_What the task asks_.
Whenever the word "WindowRequest" turns up in a line below, that line should be copied.

_Stored data_.
%%

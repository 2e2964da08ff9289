use std::sync::Arc;

use log::info;

use super::factory::{
    WindowFactory, WindowRequest, create_context, create_instance,
    create_offscreen_drawable, surface_configuration,
};
use super::{
    NativeHandle, RendererKind, SizeProvider, Surface, SurfaceCore,
    SurfaceTarget, sketch_request,
};
use crate::error::SurfaceError;
use crate::framework::config::SurfaceConfig;
use crate::render::capture::Capture;
use crate::render::context::{RenderContext, RenderTarget};
use crate::render::renderer::Renderer;

/// Hardware-accelerated surface: a winit window with a wgpu swapchain, or
/// an offscreen wgpu texture.
pub struct GpuSurface<R: Renderer> {
    core: SurfaceCore<RenderContext<R>>,
    renderer: Option<R>,
    instance: Option<wgpu::Instance>,
    device: Option<Arc<wgpu::Device>>,
}

impl<R: Renderer> GpuSurface<R> {
    pub fn new(config: SurfaceConfig, renderer: R) -> Self {
        Self {
            core: SurfaceCore::new(config),
            renderer: Some(renderer),
            instance: None,
            device: None,
        }
    }

    /// Changes the smoothing level of the live context without
    /// renegotiating its tier. Returns the sample count now in use.
    pub fn set_smooth(&mut self, smooth: u32) -> Result<u32, SurfaceError> {
        let samples = self
            .render(move |context| context.set_smooth(smooth))?
            .map_err(SurfaceError::Context)?;
        self.core.config_mut().smooth = smooth;
        Ok(samples)
    }

    /// Reads back the offscreen drawable as RGBA.
    pub fn read_pixels(&self) -> Result<Capture, SurfaceError> {
        self.render(|context| context.read_pixels())?
            .map_err(SurfaceError::Context)
    }

    fn take_renderer(&mut self) -> Result<R, SurfaceError> {
        self.renderer.take().ok_or_else(|| {
            SurfaceError::Context(
                "renderer is already bound to a context".to_string(),
            )
        })
    }

    fn instance(&mut self) -> wgpu::Instance {
        self.instance.get_or_insert_with(create_instance).clone()
    }
}

impl<R: Renderer> Surface for GpuSurface<R> {
    type Target = RenderContext<R>;

    fn core(&self) -> &SurfaceCore<Self::Target> {
        &self.core
    }

    fn core_mut(&mut self) -> &mut SurfaceCore<Self::Target> {
        &mut self.core
    }

    fn kind(&self) -> RendererKind {
        RendererKind::Accelerated
    }

    fn init_offscreen(
        &mut self,
        size: &dyn SizeProvider,
    ) -> Result<(), SurfaceError> {
        let instance = self.instance();
        let renderer = self.take_renderer()?;
        let context =
            open_offscreen(&mut self.core, &instance, size, renderer)?;

        self.device = Some(context.gpu().device.clone());
        self.core.bind(context);
        Ok(())
    }

    fn init_onscreen(
        &mut self,
        size: &dyn SizeProvider,
        factory: &dyn WindowFactory,
    ) -> Result<(), SurfaceError> {
        let instance = self.instance();
        let renderer = self.take_renderer()?;
        let context =
            open_onscreen(&mut self.core, &instance, size, factory, renderer)?;

        self.device = Some(context.gpu().device.clone());
        self.core.present(context)
    }

    fn native_handle(&self) -> NativeHandle {
        if let Some(window) = self.core.window() {
            return NativeHandle::Window(window.clone());
        }

        match self.device.as_ref() {
            Some(device) => NativeHandle::Device(device.clone()),
            None => NativeHandle::None,
        }
    }
}

/// Creates the window, negotiates a context compatible with it and binds
/// `renderer`. Geometry is settled from the sketch size before the
/// swapchain is configured so the first frame is full size.
pub(crate) fn open_onscreen<R: Renderer, T: SurfaceTarget>(
    core: &mut SurfaceCore<T>,
    instance: &wgpu::Instance,
    size: &dyn SizeProvider,
    factory: &dyn WindowFactory,
    renderer: R,
) -> Result<RenderContext<R>, SurfaceError> {
    let config = core.config().clone();
    let window = factory.create_window(&WindowRequest {
        title: config.title.clone(),
        resizable: config.resizable,
        always_on_top: config.always_on_top,
        opaque: true,
    })?;

    let surface = instance
        .create_surface(window.clone())
        .map_err(|err| SurfaceError::Context(err.to_string()))?;
    let request = sketch_request(renderer.requested_capabilities(), size);
    let gpu =
        create_context(instance, Some(&surface), config.tier, &request, true)?;

    core.attach_window(window.clone(), factory);
    let resize = core.prepare(size);
    core.fit_window(&resize);

    let surface_config =
        surface_configuration(&gpu, &surface, resize.physical)?;
    surface.configure(gpu.device.as_ref(), &surface_config);

    info!(
        "opened {}x{} window at scale {}",
        resize.logical[0], resize.logical[1], resize.scale
    );

    RenderContext::new(
        gpu,
        RenderTarget::Window {
            window,
            surface,
            config: surface_config,
        },
        renderer,
        resize.logical,
        resize.scale,
    )
}

/// Negotiates a context with no window and binds `renderer` to an
/// offscreen drawable. Binding runs the renderer's context setup
/// synchronously, before the drawable is handed out.
pub(crate) fn open_offscreen<R: Renderer, T: SurfaceTarget>(
    core: &mut SurfaceCore<T>,
    instance: &wgpu::Instance,
    size: &dyn SizeProvider,
    renderer: R,
) -> Result<RenderContext<R>, SurfaceError> {
    let tier = core.config().tier;
    let request = sketch_request(renderer.requested_capabilities(), size);
    let gpu = create_context(instance, None, tier, &request, false)?;

    let resize = core.prepare(size);
    let drawable = create_offscreen_drawable(
        gpu.device.as_ref(),
        resize.physical[0],
        resize.physical[1],
    );

    RenderContext::new(
        gpu,
        RenderTarget::Offscreen(drawable),
        renderer,
        resize.logical,
        resize.scale,
    )
}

%%

_Written answer_.
    WindowFactory, WindowRequest, create_context, create_instance,
    let window = factory.create_window(&WindowRequest {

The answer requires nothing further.